YOUR ASSIGNMENT:
Below are records; count the lines that contain "якоря" and state only that count.

(Data extracted from a collection)
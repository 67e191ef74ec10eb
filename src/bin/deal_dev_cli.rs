// src/bin/deal_dev_cli.rs
//
// Прогон одной раздачи на виртуальных часах:
//   deal_dev_cli [мест=6] [путь к JSON тайминга]
//
// Одно место специально без якоря – его карты должны уйти в {0, 0}.

use std::cell::Cell;
use std::rc::Rc;
use std::time::Duration;

use rand::rngs::StdRng;
use rand::seq::SliceRandom;
use rand::SeedableRng;
use tracing_subscriber::EnvFilter;

use card_table::api::card_faces;
use card_table::deal::{CardsPerRecipient, DealScheduler, DealTiming};
use card_table::domain::{Deck, Point, Recipient};
use card_table::infra::{
    CompletionTimer, FixedViewport, InMemoryLayout, ManualTimer, RecordingRenderer,
    TracingDiagnostics,
};

const VIEWPORT_W: f64 = 1280.0;
const VIEWPORT_H: f64 = 720.0;
const TICK: Duration = Duration::from_millis(100);

fn main() {
    tracing_subscriber::fmt()
        .with_env_filter(EnvFilter::try_from_default_env().unwrap_or_else(|_| EnvFilter::new("debug")))
        .without_time()
        .init();

    let mut args = std::env::args().skip(1);
    let seats: usize = args.next().and_then(|s| s.parse().ok()).unwrap_or(6);

    let timing = match args.next() {
        Some(path) => match std::fs::read_to_string(&path)
            .map_err(|e| e.to_string())
            .and_then(|json| DealTiming::from_json_str(&json).map_err(|e| e.to_string()))
        {
            Ok(t) => t,
            Err(err) => {
                eprintln!("Не удалось загрузить тайминг из {path}: {err}");
                std::process::exit(1);
            }
        },
        None => DealTiming::standard(),
    };

    println!("=== DEAL DEV CLI ===");
    println!("Мест: {seats}, профиль: {:?}\n", timing.profile);

    // 1. Рассаживаем игроков по эллипсу вокруг центра.
    let layout = InMemoryLayout::new();
    let recipients: Vec<Recipient> = (0..seats).map(|i| Recipient::seat(format!("p{}", i + 1))).collect();

    for (i, r) in recipients.iter().enumerate() {
        // Последнее место без якоря.
        if seats > 1 && i == seats - 1 {
            continue;
        }
        let angle = std::f64::consts::TAU * i as f64 / seats as f64;
        let at = Point::new(
            VIEWPORT_W / 2.0 + angle.cos() * VIEWPORT_W * 0.4,
            VIEWPORT_H / 2.0 + angle.sin() * VIEWPORT_H * 0.4,
        );
        layout.place(&r.anchor, at);
    }

    // 2. Лицевые стороны – то, что откроется после раздачи.
    let mut deck = Deck::standard_52();
    deck.cards.shuffle(&mut StdRng::seed_from_u64(42));

    let cards = CardsPerRecipient::STANDARD;
    for r in &recipients {
        let hand = Deck { cards: deck.draw_n(cards.get()) };
        let faces: Vec<String> = card_faces(hand.codes().as_slice())
            .into_iter()
            .map(|f| format!("{}{}({})", f.label, f.glyph, f.color_class))
            .collect();
        println!("  {:>4}: {}", r.id, faces.join(" "));
    }
    println!();

    // 3. Сама раздача.
    let timer = ManualTimer::new();
    let renderer = RecordingRenderer::new();
    let scheduler = DealScheduler::new(
        timer.clone(),
        layout,
        FixedViewport::new(VIEWPORT_W, VIEWPORT_H),
        renderer.clone(),
    )
    .with_timing(timing)
    .with_diagnostics(TracingDiagnostics);

    let done = Rc::new(Cell::new(false));
    let done_flag = done.clone();
    let handle = scheduler.activate(recipients, cards, move || done_flag.set(true));

    for unit in scheduler.flight_units() {
        println!(
            "  p={} c={} -> ({:>7.1}, {:>7.1}) delay={:.2}s",
            unit.recipient_index,
            unit.card_index,
            unit.destination.x,
            unit.destination.y,
            unit.delay.as_secs_f64(),
        );
    }

    let total = scheduler
        .snapshot()
        .map(|s| s.plan.total_duration)
        .unwrap_or_default();
    println!("\n{handle}: всего {:.2}s, карт на экране: {}", total.as_secs_f64(), renderer.visible().len());

    // 4. Крутим часы, пока не придёт завершение.
    while !done.get() {
        timer.advance(TICK);
    }

    println!(
        "Раздача завершена на {:.2}s, карт на экране: {}",
        timer.now().as_secs_f64(),
        renderer.visible().len()
    );
}
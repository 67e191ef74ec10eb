//! Инфраструктурный слой вокруг планировщика раздачи:
//! - генерация токенов активаций;
//! - раскладка мест и вьюпорт (замеры экрана);
//! - рендер карт;
//! - таймеры завершения;
//! - диагностика.

pub mod diagnostics;
pub mod ids;
pub mod layout;
pub mod render;
pub mod timer;

pub use diagnostics::*;
pub use ids::*;
pub use layout::*;
pub use render::*;
pub use timer::*;
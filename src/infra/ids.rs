use std::sync::atomic::{AtomicU64, Ordering};

use crate::deal::DealHandle;

/// Генерация токенов активаций на монотонном счётчике.
///
/// Один генератор на планировщик: токены не повторяются,
/// поэтому "протухший" токен никогда не совпадёт с живой раздачей.
#[derive(Debug)]
pub struct HandleGenerator {
    counter: AtomicU64,
}

impl HandleGenerator {
    /// Создать генератор, первый токен = 1.
    pub fn new() -> Self {
        Self {
            counter: AtomicU64::new(1),
        }
    }

    #[inline]
    pub fn next_handle(&self) -> DealHandle {
        DealHandle(self.counter.fetch_add(1, Ordering::Relaxed))
    }
}

impl Default for HandleGenerator {
    fn default() -> Self {
        Self::new()
    }
}
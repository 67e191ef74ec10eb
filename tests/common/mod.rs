// tests/common/mod.rs
//
// Общие хелперы интеграционных тестов: логи + типовой стол.

#![allow(dead_code)]

use std::cell::Cell;
use std::rc::Rc;

use once_cell::sync::OnceCell;
use tracing_subscriber::{fmt, EnvFilter};

use card_table::domain::{Point, Recipient};
use card_table::infra::InMemoryLayout;

static LOGGING: OnceCell<()> = OnceCell::new();

/// Логи для тестов: TEST_LOG -> RUST_LOG -> "warn".
/// Можно звать сколько угодно раз.
pub fn init_logging() {
    LOGGING.get_or_init(|| {
        let filter = std::env::var("TEST_LOG")
            .or_else(|_| std::env::var("RUST_LOG"))
            .map(EnvFilter::new)
            .unwrap_or_else(|_| EnvFilter::new("warn"));

        fmt()
            .with_env_filter(filter)
            .with_test_writer()
            .without_time()
            .try_init()
            .ok();
    });
}

pub const VIEWPORT_W: f64 = 1000.0;
pub const VIEWPORT_H: f64 = 600.0;

/// Места p1..pN, у каждого якорь `seat-pK` в точке (100*K, 50*K).
pub fn seated_table(n: usize) -> (Vec<Recipient>, InMemoryLayout) {
    let layout = InMemoryLayout::new();
    let recipients: Vec<Recipient> = (1..=n).map(|i| Recipient::seat(format!("p{i}"))).collect();
    for (i, r) in recipients.iter().enumerate() {
        layout.place(&r.anchor, seat_point(i));
    }
    (recipients, layout)
}

/// Где сидит место с индексом `i` в `seated_table`.
pub fn seat_point(i: usize) -> Point {
    let k = (i + 1) as f64;
    Point::new(100.0 * k, 50.0 * k)
}

/// Счётчик вызовов колбэка завершения.
#[derive(Clone, Default)]
pub struct CallCounter(Rc<Cell<u32>>);

impl CallCounter {
    pub fn new() -> Self {
        Self::default()
    }

    pub fn get(&self) -> u32 {
        self.0.get()
    }

    /// Колбэк, который увеличивает счётчик.
    pub fn callback(&self) -> impl FnOnce() + 'static {
        let cell = self.0.clone();
        move || cell.set(cell.get() + 1)
    }
}
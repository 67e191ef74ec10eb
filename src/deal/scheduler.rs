// src/deal/scheduler.rs
//! Планировщик анимации раздачи.
//!
//! Два состояния: Idle и Running.
//! - `activate` – Idle -> Running: центр стола, позиции мест, план, рендер, таймер;
//! - истечение таймера или `deactivate(handle)` – Running -> Idle: колбэк ровно один раз,
//!   потом очистка рендера;
//! - повторный `activate` во время Running отменяет старый таймер, старый колбэк не зовётся.
//!
//! Однопоточная модель: состояние в `Rc`, изменяемые части в `RefCell`,
//! таймер держит только `Weak`.

use std::cell::RefCell;
use std::fmt;
use std::rc::{Rc, Weak};
use std::time::Duration;

use serde::{Deserialize, Serialize};

use crate::domain::{Point, Recipient};
use crate::infra::{
    CompletionReason, CompletionTimer, DealDiagnostics, FlightRenderer, HandleGenerator,
    LayoutProvider, NoopDiagnostics, TimerGuard, ViewportProvider,
};

use super::{CardFlightUnit, CardsPerRecipient, DealHandle, DealTiming, FlightPlan};

/// Данные живой раздачи (то, что можно показать наружу).
#[derive(Clone, Debug, Serialize, Deserialize, PartialEq)]
pub struct DealActivation {
    pub handle: DealHandle,
    pub recipients: Vec<Recipient>,
    pub cards_per_recipient: CardsPerRecipient,
    /// Центр стола, снятый один раз при активации.
    pub origin: Point,
    /// Время таймера в момент активации.
    pub started_at: Duration,
    pub plan: FlightPlan,
}

/// Живая раздача + то, что нельзя клонировать: колбэк и таймер.
struct LiveActivation {
    info: DealActivation,
    on_complete: Box<dyn FnOnce()>,
    // Drop = отмена таймера.
    timer: TimerGuard,
}

/// Общие данные планировщика. Каждая часть в своей ячейке: пока рендер
/// или диагностика работают, остальное состояние не занято, и коллаборатор
/// может спросить планировщик о текущей раздаче.
struct SchedulerState {
    layout: Box<dyn LayoutProvider>,
    viewport: Box<dyn ViewportProvider>,
    renderer: RefCell<Box<dyn FlightRenderer>>,
    diagnostics: RefCell<Box<dyn DealDiagnostics>>,
    timing: RefCell<DealTiming>,
    active: RefCell<Option<LiveActivation>>,
}

/// Планировщик раздачи. Одновременно живёт максимум одна активация.
pub struct DealScheduler<T: CompletionTimer> {
    state: Rc<SchedulerState>,
    timer: T,
    handles: HandleGenerator,
}

impl<T: CompletionTimer> DealScheduler<T> {
    /// Создать планировщик со стандартным таймингом и без диагностики.
    pub fn new<L, V, R>(timer: T, layout: L, viewport: V, renderer: R) -> Self
    where
        L: LayoutProvider + 'static,
        V: ViewportProvider + 'static,
        R: FlightRenderer + 'static,
    {
        let state = SchedulerState {
            layout: Box::new(layout),
            viewport: Box::new(viewport),
            renderer: RefCell::new(Box::new(renderer)),
            diagnostics: RefCell::new(Box::new(NoopDiagnostics)),
            timing: RefCell::new(DealTiming::standard()),
            active: RefCell::new(None),
        };

        Self {
            state: Rc::new(state),
            timer,
            handles: HandleGenerator::new(),
        }
    }

    pub fn with_timing(self, timing: DealTiming) -> Self {
        *self.state.timing.borrow_mut() = timing;
        self
    }

    pub fn with_diagnostics<D>(self, diagnostics: D) -> Self
    where
        D: DealDiagnostics + 'static,
    {
        *self.state.diagnostics.borrow_mut() = Box::new(diagnostics);
        self
    }

    pub fn timing(&self) -> DealTiming {
        self.state.timing.borrow().clone()
    }

    pub fn timer(&self) -> &T {
        &self.timer
    }

    pub fn is_running(&self) -> bool {
        self.state.active.borrow().is_some()
    }

    pub fn active_handle(&self) -> Option<DealHandle> {
        self.state.active.borrow().as_ref().map(|a| a.info.handle)
    }

    /// Снимок живой раздачи (без колбэка и таймера).
    pub fn snapshot(&self) -> Option<DealActivation> {
        self.state.active.borrow().as_ref().map(|a| a.info.clone())
    }

    /// Карты текущей раздачи в порядке (p, c). Пусто в Idle.
    pub fn flight_units(&self) -> Vec<CardFlightUnit> {
        self.state
            .active
            .borrow()
            .as_ref()
            .map(|a| a.info.plan.units.clone())
            .unwrap_or_default()
    }

    /// Запустить раздачу.
    ///
    /// Если идёт предыдущая – её таймер отменяется, а колбэк так и не вызывается.
    /// Не найденный якорь места не ломает раздачу: его карты летят в `{0, 0}`.
    ///
    /// Коллабораторы вызываются без заёма `active`: рендер и диагностика
    /// могут читать `is_running`/`flight_units` и видят уже новую раздачу.
    pub fn activate<F>(
        &self,
        recipients: Vec<Recipient>,
        cards_per_recipient: CardsPerRecipient,
        on_complete: F,
    ) -> DealHandle
    where
        F: FnOnce() + 'static,
    {
        let state = &self.state;
        let handle = self.handles.next_handle();

        // 1. Снимаем предыдущую раздачу. Дропаем её уже без заёма состояния.
        let previous = state.active.borrow_mut().take();
        if let Some(previous) = previous {
            state
                .diagnostics
                .borrow()
                .superseded(previous.info.handle, handle);
            drop(previous);
        }

        // 2. Центр стола и позиции мест – один раз на активацию.
        let origin = state.viewport.viewport().center();
        let destinations: Vec<_> = recipients
            .iter()
            .map(|recipient| {
                let point = state.layout.anchor_center(recipient).unwrap_or_else(|| {
                    state.diagnostics.borrow().anchor_unresolved(handle, recipient);
                    Point::ORIGIN
                });
                (recipient.id.clone(), point)
            })
            .collect();

        // 3. План.
        let timing = state.timing.borrow().clone();
        let plan = FlightPlan::build(origin, &destinations, cards_per_recipient, &timing);
        let rendered = plan.clone();

        // 4. Единственный таймер завершения. Срабатывает не раньше следующего хода.
        let started_at = self.timer.now();
        let weak: Weak<SchedulerState> = Rc::downgrade(state);
        let timer = self.timer.schedule(
            plan.total_duration,
            Box::new(move || {
                if let Some(state) = weak.upgrade() {
                    finish(&state, handle, CompletionReason::TimerExpired);
                }
            }),
        );

        let live = LiveActivation {
            info: DealActivation {
                handle,
                recipients,
                cards_per_recipient,
                origin,
                started_at,
                plan,
            },
            on_complete: Box::new(on_complete),
            timer,
        };
        let displaced = state.active.borrow_mut().replace(live);
        drop(displaced);

        // 5. Рендер и диагностика.
        state.renderer.borrow_mut().render(&rendered.units);
        state.diagnostics.borrow().activated(handle, &rendered);

        handle
    }

    /// Завершить раздачу досрочно: колбэк вызывается сразу, таймер отменяется.
    ///
    /// Чужой или уже завершённый токен – no-op, возвращаем `false`.
    pub fn deactivate(&self, handle: DealHandle) -> bool {
        let finished = finish(&self.state, handle, CompletionReason::Deactivated);
        if !finished {
            self.state.diagnostics.borrow().stale_deactivate(handle);
        }
        finished
    }

    /// Снять раздачу без колбэка (хост размонтируется).
    pub fn cancel(&self) {
        let live = self.state.active.borrow_mut().take();
        let Some(live) = live else {
            return;
        };

        let handle = live.info.handle;
        drop(live);

        self.state.renderer.borrow_mut().clear();
        self.state.diagnostics.borrow().cancelled(handle);
    }
}

impl<T: CompletionTimer> Drop for DealScheduler<T> {
    fn drop(&mut self) {
        self.cancel();
    }
}

impl<T: CompletionTimer> fmt::Debug for DealScheduler<T> {
    fn fmt(&self, f: &mut fmt::Formatter<'_>) -> fmt::Result {
        f.debug_struct("DealScheduler")
            .field("active", &self.active_handle())
            .finish()
    }
}

/// Running -> Idle для конкретного токена.
///
/// Колбэк зовётся без заёма состояния: из него можно снова вызвать `activate`.
/// Рендер чистим только если новая раздача не началась внутри колбэка.
fn finish(state: &SchedulerState, handle: DealHandle, reason: CompletionReason) -> bool {
    let live = {
        let mut active = state.active.borrow_mut();
        let current = active.as_ref().is_some_and(|a| a.info.handle == handle);
        if current {
            active.take()
        } else {
            None
        }
    };

    let Some(LiveActivation {
        info,
        on_complete,
        timer,
    }) = live
    else {
        return false;
    };

    state.diagnostics.borrow().completed(info.handle, reason);
    drop(timer);
    on_complete();

    let idle = state.active.borrow().is_none();
    if idle {
        state.renderer.borrow_mut().clear();
    }
    true
}
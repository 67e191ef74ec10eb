// tests/deal_timing_tests.rs
//
// Проверяем:
//
// 1) План раздачи:
//    - R*K карт в порядке (p, c);
//    - delay = p*0.15 + c*0.10, все задержки различны;
//    - точки назначения/центр переносятся как есть.
//
// 2) Общая длительность:
//    - Legacy: R * 3 * 0.15 + 0.5 бит-в-бит;
//    - Exact: последняя карта + полёт.
//
// 3) Конфиг тайминга из JSON + валидация.

use std::collections::HashSet;
use std::time::Duration;

use card_table::deal::{
    CardsPerRecipient, DealConfigError, DealTiming, FlightPlan, TimingProfile,
};
use card_table::domain::{Point, RecipientId};

fn destinations(n: usize) -> Vec<(RecipientId, Point)> {
    (0..n)
        .map(|i| (RecipientId::new(format!("p{i}")), Point::new(i as f64 * 10.0, 5.0)))
        .collect()
}

#[test]
fn plan_has_r_times_k_units_in_player_card_order() {
    let timing = DealTiming::standard();
    let origin = Point::new(500.0, 300.0);
    let plan = FlightPlan::build(origin, &destinations(4), CardsPerRecipient::STANDARD, &timing);

    assert_eq!(plan.len(), 12);

    let order: Vec<(usize, usize)> = plan
        .units
        .iter()
        .map(|u| (u.recipient_index, u.card_index))
        .collect();
    let expected: Vec<(usize, usize)> = (0..4).flat_map(|p| (0..3).map(move |c| (p, c))).collect();
    assert_eq!(order, expected);

    for u in &plan.units {
        assert_eq!(u.origin, origin);
        assert_eq!(u.destination, Point::new(u.recipient_index as f64 * 10.0, 5.0));
        assert_eq!(u.recipient_id, RecipientId::new(format!("p{}", u.recipient_index)));
        assert_eq!(u.duration, Duration::from_millis(500));
    }
}

#[test]
fn delays_follow_stagger_formula_and_are_distinct() {
    let timing = DealTiming::standard();
    let plan = FlightPlan::build(Point::ORIGIN, &destinations(6), CardsPerRecipient::STANDARD, &timing);

    for u in &plan.units {
        let expected_ms = u.recipient_index as u64 * 150 + u.card_index as u64 * 100;
        assert_eq!(u.delay, Duration::from_millis(expected_ms));

        let secs = u.recipient_index as f64 * 0.15 + u.card_index as f64 * 0.10;
        assert!((u.delay.as_secs_f64() - secs).abs() < 1e-9);
    }

    let distinct: HashSet<Duration> = plan.units.iter().map(|u| u.delay).collect();
    assert_eq!(distinct.len(), plan.len());
}

#[test]
fn delays_monotonic_in_player_and_card() {
    let timing = DealTiming::standard();
    let plan = FlightPlan::build(Point::ORIGIN, &destinations(5), CardsPerRecipient::STANDARD, &timing);

    for c in 0..3 {
        let column: Vec<Duration> = plan
            .units
            .iter()
            .filter(|u| u.card_index == c)
            .map(|u| u.delay)
            .collect();
        assert!(column.windows(2).all(|w| w[0] <= w[1]));
    }

    for p in 0..5 {
        let row: Vec<Duration> = plan
            .units
            .iter()
            .filter(|u| u.recipient_index == p)
            .map(|u| u.delay)
            .collect();
        assert!(row.windows(2).all(|w| w[0] < w[1]));
    }
}

/// Legacy: R * 3 * 0.15 + 0.5, не зависит от K.
#[test]
fn legacy_total_duration_bit_exact() {
    let timing = DealTiming::standard();
    assert_eq!(timing.profile, TimingProfile::Legacy);

    for r in 0..10usize {
        let plan = FlightPlan::build(Point::ORIGIN, &destinations(r), CardsPerRecipient::STANDARD, &timing);
        assert_eq!(plan.total_duration, Duration::from_millis(r as u64 * 450 + 500));
    }

    // K=7: Legacy всё равно считает по 3 слотам и недооценивает хвост.
    let seven = CardsPerRecipient::new(7).unwrap();
    let plan = FlightPlan::build(Point::ORIGIN, &destinations(1), seven, &timing);
    assert_eq!(plan.total_duration, Duration::from_millis(950));
    assert_eq!(plan.last_card_finishes_at(), Duration::from_millis(1100));
}

#[test]
fn exact_total_matches_last_card() {
    let timing = DealTiming::exact();

    for r in 1..8usize {
        for k in 1..5usize {
            let cards = CardsPerRecipient::new(k).unwrap();
            let plan = FlightPlan::build(Point::ORIGIN, &destinations(r), cards, &timing);
            assert_eq!(plan.total_duration, plan.last_card_finishes_at());
        }
    }

    let empty = FlightPlan::build(Point::ORIGIN, &[], CardsPerRecipient::STANDARD, &timing);
    assert!(empty.is_empty());
    assert_eq!(empty.total_duration, Duration::ZERO);
}

#[test]
fn units_for_recipient() {
    let timing = DealTiming::standard();
    let plan = FlightPlan::build(Point::ORIGIN, &destinations(3), CardsPerRecipient::STANDARD, &timing);
    let p1 = RecipientId::new("p1");
    let cards: Vec<usize> = plan.units_for(&p1).map(|u| u.card_index).collect();
    assert_eq!(cards, vec![0, 1, 2]);
}

#[test]
fn cards_per_recipient_rejects_zero() {
    assert!(matches!(
        CardsPerRecipient::new(0),
        Err(DealConfigError::ZeroCardsPerRecipient)
    ));
    assert_eq!(CardsPerRecipient::new(2).unwrap().get(), 2);
    assert_eq!(CardsPerRecipient::default(), CardsPerRecipient::STANDARD);
}

#[test]
fn timing_from_json_with_defaults() {
    let t = DealTiming::from_json_str(r#"{ "profile": "Exact" }"#).unwrap();
    assert_eq!(t, DealTiming::exact());

    let t = DealTiming::from_json_str(r#"{ "player_stagger_ms": 200, "flight_ms": 300 }"#).unwrap();
    assert_eq!(t.player_stagger_ms, 200);
    assert_eq!(t.card_stagger_ms, 100);
    assert_eq!(t.flight(), Duration::from_millis(300));

    let json = serde_json::to_string(&DealTiming::standard()).unwrap();
    assert_eq!(DealTiming::from_json_str(&json).unwrap(), DealTiming::standard());
}

#[test]
fn timing_json_validation_errors() {
    assert!(matches!(
        DealTiming::from_json_str(r#"{ "flight_ms": 0 }"#),
        Err(DealConfigError::ZeroFlightDuration)
    ));
    assert!(matches!(
        DealTiming::from_json_str(r#"{ "start_scale": 1.5 }"#),
        Err(DealConfigError::InvalidStartScale(_))
    ));
    assert!(matches!(
        DealTiming::from_json_str(r#"{ "legacy_slot_factor": 4 }"#),
        Err(DealConfigError::LegacySlotFactor(4))
    ));
    // В Exact множитель не участвует.
    assert!(DealTiming::from_json_str(r#"{ "profile": "Exact", "legacy_slot_factor": 4 }"#).is_ok());
    assert!(matches!(
        DealTiming::from_json_str("not json"),
        Err(DealConfigError::Json(_))
    ));
}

SOLVED PROBLEM:
2